Curitiba - A suspensão dos contratos de trabalho foi a alternativa encontrada pelas montadoras de automóveis e o Sindicato dos Metalúrgicos da Grande Curitiba para evitar demissões no setor. Segundo o sindicato, acordos firmados com a Volvo, a Renault, a Nissan, a Volkswagen e a Audi garantem o clima de tranquilidade entre os cerca de 10 mil metalúrgicos do estado.
Só na Renault, o acordo evitou a dispensa de mil empregados neste mês, informou o sindicato. O protocolo de intenções firmado com a montadora determinou a suspensão dos contratos, conforme o Artigo 476 da Consolidação das Leis do Trabalho (CLT).

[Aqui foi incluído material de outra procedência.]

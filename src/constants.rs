pub const ATTACK_RANGE: i32 = 3;
pub const HIT_SOURCE_RADIUS: f64 = 3.0;
pub const DEFAULT_ESCAPE_HIT_THRESHOLD: u32 = 2;
pub const MAX_ESCAPE_HIT_THRESHOLD: u32 = 5;
pub const STAGNATION_TOLERANCE: u32 = 4;

pub const ESCAPE_ATTACK_WEIGHT: f32 = 0.7;
pub const STAGNATION_FORWARD_WEIGHT: f32 = 0.7;
pub const PURSUIT_LEFT_WEIGHT: f32 = 0.7;

pub const SCORE_GAP_DIVISOR: f64 = 10.0;
pub const CHASE_BONUS: f64 = 0.2;
pub const BLOWOUT_MARGIN: i64 = 200;
pub const BLOWOUT_BONUS: f64 = 0.4;

pub const DEFAULT_PORT: u16 = 8080;

pub const MAX_SIM_OPPONENTS: usize = 63;
pub const SIM_THROW_REWARD: i64 = 1;
pub const SIM_HIT_PENALTY: i64 = 1;

pub fn get_arena_dims_by_agent_count(agent_count: usize) -> (i32, i32) {
    if agent_count <= 2 {
        return (7, 5);
    }
    if agent_count <= 4 {
        return (9, 7);
    }
    if agent_count <= 8 {
        return (13, 9);
    }
    if agent_count <= 16 {
        return (17, 13);
    }
    (25, 17)
}
use std::collections::HashSet;

use serde::Serialize;
use tracing::warn;

use crate::config::EngineConfig;
use crate::constants::{
    get_arena_dims_by_agent_count, ATTACK_RANGE, MAX_SIM_OPPONENTS, SIM_HIT_PENALTY,
    SIM_THROW_REWARD,
};
use crate::engine::TacticalEngine;
use crate::geometry::{
    direction_to, is_in_lane, offset_along, rotation_between, LanePolicy, Rotation,
};
use crate::match_state::split_snapshot;
use crate::move_mapper::ActionCode;
use crate::rng::Rng;
use crate::types::{Action, Agent, ArenaSnapshot, Facing, Position};

#[derive(Clone, Debug)]
pub struct SimOptions {
    pub ticks: u64,
    pub opponents: usize,
    pub seed: u32,
    pub engine: EngineConfig,
}

#[derive(Clone, Copy, Debug, PartialEq, Eq, Serialize)]
#[serde(rename_all = "snake_case")]
pub enum BrainKind {
    Tactician,
    Brawler,
}

#[derive(Clone, Debug)]
enum Brain {
    Tactician(Box<TacticalEngine>),
    Brawler,
}

impl Brain {
    fn kind(&self) -> BrainKind {
        match self {
            Self::Tactician(_) => BrainKind::Tactician,
            Self::Brawler => BrainKind::Brawler,
        }
    }
}

#[derive(Clone, Debug)]
struct SimAgent {
    agent: Agent,
    brain: Brain,
    hits_dealt: u32,
    hits_taken: u32,
    faults: u32,
}

impl SimAgent {
    fn new(agent: Agent, brain: Brain) -> Self {
        Self {
            agent,
            brain,
            hits_dealt: 0,
            hits_taken: 0,
            faults: 0,
        }
    }
}

#[derive(Clone, Debug, Serialize)]
pub struct AgentReport {
    pub id: String,
    pub brain: BrainKind,
    pub score: i64,
    #[serde(rename = "hitsDealt")]
    pub hits_dealt: u32,
    #[serde(rename = "hitsTaken")]
    pub hits_taken: u32,
    pub faults: u32,
}

#[derive(Clone, Debug, Serialize)]
pub struct SimReport {
    pub seed: u32,
    pub ticks: u64,
    pub dims: (i32, i32),
    #[serde(rename = "tacticianRank")]
    pub tactician_rank: usize,
    pub agents: Vec<AgentReport>,
}

/// Small bounded arena that replays the turn rules locally: every agent sees
/// the same world, then moves resolve in agent order.
#[derive(Clone, Debug)]
pub struct Arena {
    seed: u32,
    dims: (i32, i32),
    agents: Vec<SimAgent>,
    rng: Rng,
    tick: u64,
}

impl Arena {
    /// Agent 0 is driven by the tactical engine, the rest by brawlers. The
    /// opponent count is clamped to `1..=MAX_SIM_OPPONENTS`.
    pub fn new(options: &SimOptions) -> Self {
        let agent_count = options.opponents.clamp(1, MAX_SIM_OPPONENTS) + 1;
        let dims = get_arena_dims_by_agent_count(agent_count);
        let mut rng = Rng::new(options.seed);
        let mut taken = HashSet::new();
        let mut agents = Vec::with_capacity(agent_count);

        for idx in 0..agent_count {
            let position = loop {
                let candidate = Position::new(rng.int(0, dims.0 - 1), rng.int(0, dims.1 - 1));
                if taken.insert(candidate) {
                    break candidate;
                }
            };
            let facing = Facing::ALL[rng.pick_index(Facing::ALL.len())];
            let brain = if idx == 0 {
                Brain::Tactician(Box::new(TacticalEngine::new(options.engine.clone())))
            } else {
                Brain::Brawler
            };
            agents.push(SimAgent::new(
                Agent {
                    id: format!("http://arena.local/agent-{idx}"),
                    position,
                    facing,
                    score: 0,
                    was_hit: false,
                },
                brain,
            ));
        }

        Self {
            seed: options.seed,
            dims,
            agents,
            rng,
            tick: 0,
        }
    }

    pub fn tick(&self) -> u64 {
        self.tick
    }

    pub fn snapshot_for(&self, idx: usize) -> ArenaSnapshot {
        ArenaSnapshot::new(
            self.agents[idx].agent.id.clone(),
            self.agents.iter().map(|entry| entry.agent.clone()).collect(),
        )
    }

    pub fn step(&mut self) {
        let mut moves = Vec::with_capacity(self.agents.len());
        for idx in 0..self.agents.len() {
            moves.push(self.choose_move(idx));
        }

        let mut hit_now = vec![false; self.agents.len()];
        for (idx, code) in moves.into_iter().enumerate() {
            self.resolve(idx, code, &mut hit_now);
        }
        for (entry, hit) in self.agents.iter_mut().zip(hit_now) {
            entry.agent.was_hit = hit;
        }
        self.tick += 1;
    }

    pub fn run(mut self, ticks: u64) -> SimReport {
        for _ in 0..ticks {
            self.step();
        }
        self.report()
    }

    pub fn report(&self) -> SimReport {
        let tactician_score = self
            .agents
            .iter()
            .find(|entry| entry.brain.kind() == BrainKind::Tactician)
            .map(|entry| entry.agent.score)
            .unwrap_or(0);
        let tactician_rank = 1 + self
            .agents
            .iter()
            .filter(|entry| entry.agent.score > tactician_score)
            .count();

        SimReport {
            seed: self.seed,
            ticks: self.tick,
            dims: self.dims,
            tactician_rank,
            agents: self
                .agents
                .iter()
                .map(|entry| AgentReport {
                    id: entry.agent.id.clone(),
                    brain: entry.brain.kind(),
                    score: entry.agent.score,
                    hits_dealt: entry.hits_dealt,
                    hits_taken: entry.hits_taken,
                    faults: entry.faults,
                })
                .collect(),
        }
    }

    fn choose_move(&mut self, idx: usize) -> ActionCode {
        let snapshot = self.snapshot_for(idx);
        let decided = match &mut self.agents[idx].brain {
            Brain::Tactician(engine) => Some(engine.decide(&snapshot)),
            Brain::Brawler => None,
        };

        match decided {
            Some(Ok(code)) => code,
            Some(Err(fault)) => {
                warn!(tick = self.tick, agent = idx, %fault, "tactician fault, moving forward");
                self.agents[idx].faults += 1;
                ActionCode::F
            }
            None => brawler_move(&snapshot, &mut self.rng),
        }
    }

    fn resolve(&mut self, idx: usize, code: ActionCode, hit_now: &mut [bool]) {
        match code.action() {
            Action::MoveForward => {
                let current = &self.agents[idx].agent;
                let next = current.position.advanced(current.facing);
                let occupied = self.agents.iter().any(|entry| entry.agent.position == next);
                if self.in_bounds(next) && !occupied {
                    self.agents[idx].agent.position = next;
                }
            }
            Action::TurnLeft => {
                let agent = &mut self.agents[idx].agent;
                agent.facing = agent.facing.left();
            }
            Action::TurnRight => {
                let agent = &mut self.agents[idx].agent;
                agent.facing = agent.facing.right();
            }
            Action::Attack => {
                let Some(victim) = self.throw_target(idx) else {
                    return;
                };
                self.agents[idx].agent.score += SIM_THROW_REWARD;
                self.agents[idx].hits_dealt += 1;

                let struck = &mut self.agents[victim];
                struck.agent.score = (struck.agent.score - SIM_HIT_PENALTY).max(0);
                struck.hits_taken += 1;
                hit_now[victim] = true;
            }
        }
    }

    /// Nearest agent in the thrower's lane.
    fn throw_target(&self, idx: usize) -> Option<usize> {
        let thrower = &self.agents[idx].agent;
        self.agents
            .iter()
            .enumerate()
            .filter(|(other, _)| *other != idx)
            .filter(|(_, entry)| {
                is_in_lane(
                    thrower.position,
                    thrower.facing,
                    entry.agent.position,
                    ATTACK_RANGE,
                    LanePolicy::AxisExact,
                )
            })
            .min_by_key(|(_, entry)| {
                offset_along(thrower.position, thrower.facing, entry.agent.position)
            })
            .map(|(other, _)| other)
    }

    fn in_bounds(&self, position: Position) -> bool {
        (0..self.dims.0).contains(&position.x) && (0..self.dims.1).contains(&position.y)
    }
}

/// Scripted opponent: throw when someone is lined up, swing toward anyone on
/// a shared row or column, otherwise wander.
fn brawler_move(snapshot: &ArenaSnapshot, rng: &mut Rng) -> ActionCode {
    let Ok(view) = split_snapshot(snapshot) else {
        return ActionCode::F;
    };
    let me = view.me;

    let lined_up = view.opponents.iter().any(|opponent| {
        is_in_lane(
            me.position,
            me.facing,
            opponent.position,
            ATTACK_RANGE,
            LanePolicy::AxisExact,
        )
    });
    if lined_up {
        return ActionCode::T;
    }

    let sighted = view
        .opponents
        .iter()
        .find_map(|opponent| direction_to(me.position, opponent.position));
    if let Some(direction) = sighted {
        return match rotation_between(me.facing, direction) {
            Rotation::Aligned => ActionCode::F,
            Rotation::CounterClockwise => ActionCode::L,
            Rotation::Clockwise | Rotation::Opposite => ActionCode::R,
        };
    }

    match rng.pick_index(4) {
        0 | 1 => ActionCode::F,
        2 => ActionCode::L,
        _ => ActionCode::R,
    }
}

#[cfg(test)]
mod tests {
    use super::*;

    fn options(seed: u32, opponents: usize) -> SimOptions {
        SimOptions {
            ticks: 50,
            opponents,
            seed,
            engine: EngineConfig {
                seed: seed.wrapping_add(1),
                ..EngineConfig::default()
            },
        }
    }

    fn agent(idx: usize, x: i32, y: i32, facing: Facing, score: i64) -> Agent {
        Agent {
            id: format!("agent-{idx}"),
            position: Position::new(x, y),
            facing,
            score,
            was_hit: false,
        }
    }

    fn brawler_arena(dims: (i32, i32), agents: Vec<Agent>) -> Arena {
        Arena {
            seed: 1,
            dims,
            agents: agents
                .into_iter()
                .map(|agent| SimAgent::new(agent, Brain::Brawler))
                .collect(),
            rng: Rng::new(1),
            tick: 0,
        }
    }

    #[test]
    fn same_seed_produces_same_match() {
        let a = Arena::new(&options(42, 3)).run(80);
        let b = Arena::new(&options(42, 3)).run(80);
        assert_eq!(
            serde_json::to_string(&a).expect("report serializes"),
            serde_json::to_string(&b).expect("report serializes")
        );
        assert_eq!(a.ticks, 80);
        assert_eq!(a.agents.len(), 4);
        assert_eq!(a.agents[0].brain, BrainKind::Tactician);
    }

    #[test]
    fn spawns_do_not_overlap() {
        for seed in 1..=50u32 {
            let arena = Arena::new(&options(seed, 7));
            let cells: HashSet<Position> = arena
                .agents
                .iter()
                .map(|entry| entry.agent.position)
                .collect();
            assert_eq!(cells.len(), 8);
            assert!(cells.iter().all(|cell| arena.in_bounds(*cell)));
        }
    }

    #[test]
    fn opponent_count_is_clamped_to_arena_capacity() {
        let crowded = Arena::new(&options(9, 500));
        assert_eq!(crowded.agents.len(), MAX_SIM_OPPONENTS + 1);
        let (width, height) = crowded.dims;
        assert!(crowded.agents.len() <= (width * height) as usize);

        let empty = Arena::new(&options(9, 0));
        assert_eq!(empty.agents.len(), 2);
    }

    #[test]
    fn tactician_never_faults_over_a_long_match() {
        let report = Arena::new(&options(7, 5)).run(300);
        assert!(report.agents.iter().all(|agent| agent.faults == 0));
        assert!((1..=6).contains(&report.tactician_rank));
    }

    #[test]
    fn throw_hits_nearest_agent_in_lane() {
        let mut arena = brawler_arena(
            (10, 10),
            vec![
                agent(0, 0, 5, Facing::East, 0),
                agent(1, 3, 5, Facing::North, 4),
                agent(2, 2, 5, Facing::North, 0),
                agent(3, 1, 6, Facing::North, 0),
            ],
        );
        let mut hit_now = vec![false; 4];
        arena.resolve(0, ActionCode::T, &mut hit_now);

        assert_eq!(hit_now, vec![false, false, true, false]);
        assert_eq!(arena.agents[0].agent.score, 1);
        assert_eq!(arena.agents[2].agent.score, 0);
        assert_eq!(arena.agents[2].hits_taken, 1);
        assert_eq!(arena.agents[1].agent.score, 4);
    }

    #[test]
    fn forward_is_blocked_by_walls_and_agents() {
        let mut arena = brawler_arena(
            (5, 5),
            vec![
                agent(0, 0, 0, Facing::North, 0),
                agent(1, 2, 2, Facing::East, 0),
                agent(2, 3, 2, Facing::West, 0),
            ],
        );
        let mut hit_now = vec![false; 3];
        arena.resolve(0, ActionCode::F, &mut hit_now);
        arena.resolve(1, ActionCode::F, &mut hit_now);
        assert_eq!(arena.agents[0].agent.position, Position::new(0, 0));
        assert_eq!(arena.agents[1].agent.position, Position::new(2, 2));

        arena.resolve(0, ActionCode::R, &mut hit_now);
        arena.resolve(0, ActionCode::F, &mut hit_now);
        assert_eq!(arena.agents[0].agent.facing, Facing::East);
        assert_eq!(arena.agents[0].agent.position, Position::new(1, 0));
    }

    #[test]
    fn hit_flag_is_visible_for_exactly_one_tick() {
        let mut arena = brawler_arena(
            (6, 1),
            vec![agent(0, 0, 0, Facing::East, 0), agent(1, 2, 0, Facing::East, 0)],
        );
        arena.step();
        assert!(arena.agents[1].agent.was_hit);
        assert!(arena.snapshot_for(1).agents[1].was_hit);

        arena.agents[0].agent.facing = Facing::West;
        arena.step();
        assert!(!arena.agents[1].agent.was_hit);
        assert_eq!(arena.tick(), 2);
    }

    #[test]
    fn brawler_swings_toward_sighted_agent() {
        let snapshot = ArenaSnapshot::new(
            "agent-0",
            vec![
                agent(0, 0, 0, Facing::North, 0),
                agent(1, 6, 0, Facing::North, 0),
            ],
        );
        assert_eq!(brawler_move(&snapshot, &mut Rng::new(3)), ActionCode::R);

        let snapshot = ArenaSnapshot::new(
            "agent-0",
            vec![
                agent(0, 0, 0, Facing::East, 0),
                agent(1, 2, 0, Facing::North, 0),
            ],
        );
        assert_eq!(brawler_move(&snapshot, &mut Rng::new(3)), ActionCode::T);
    }
}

Nesse período, os metalúrgicos recebem bolsa de qualificação profissional, paga pelo Fundo de Amparo ao Trabalhador (FAT), e uma ajuda compensatória da empresa, sem natureza salarial.
De acordo com o sindicato, os acordos garantem a manutenção do nível salarial líquido dos trabalhadores, assim como a computação dos cinco meses de suspensão do contrato para o pagamento de férias, 13º salário e Fundo de Garantia do Tempo de Serviço (FGTS).
Outro mecanismo adotado pelo sindicato paranaense foi não fazer mais homologações e rescisões de contratos de trabalho dos empregados sem que as montadoras justifiquem as demissões e demonstrem que a decisão foi tomada após exaustivas negociações.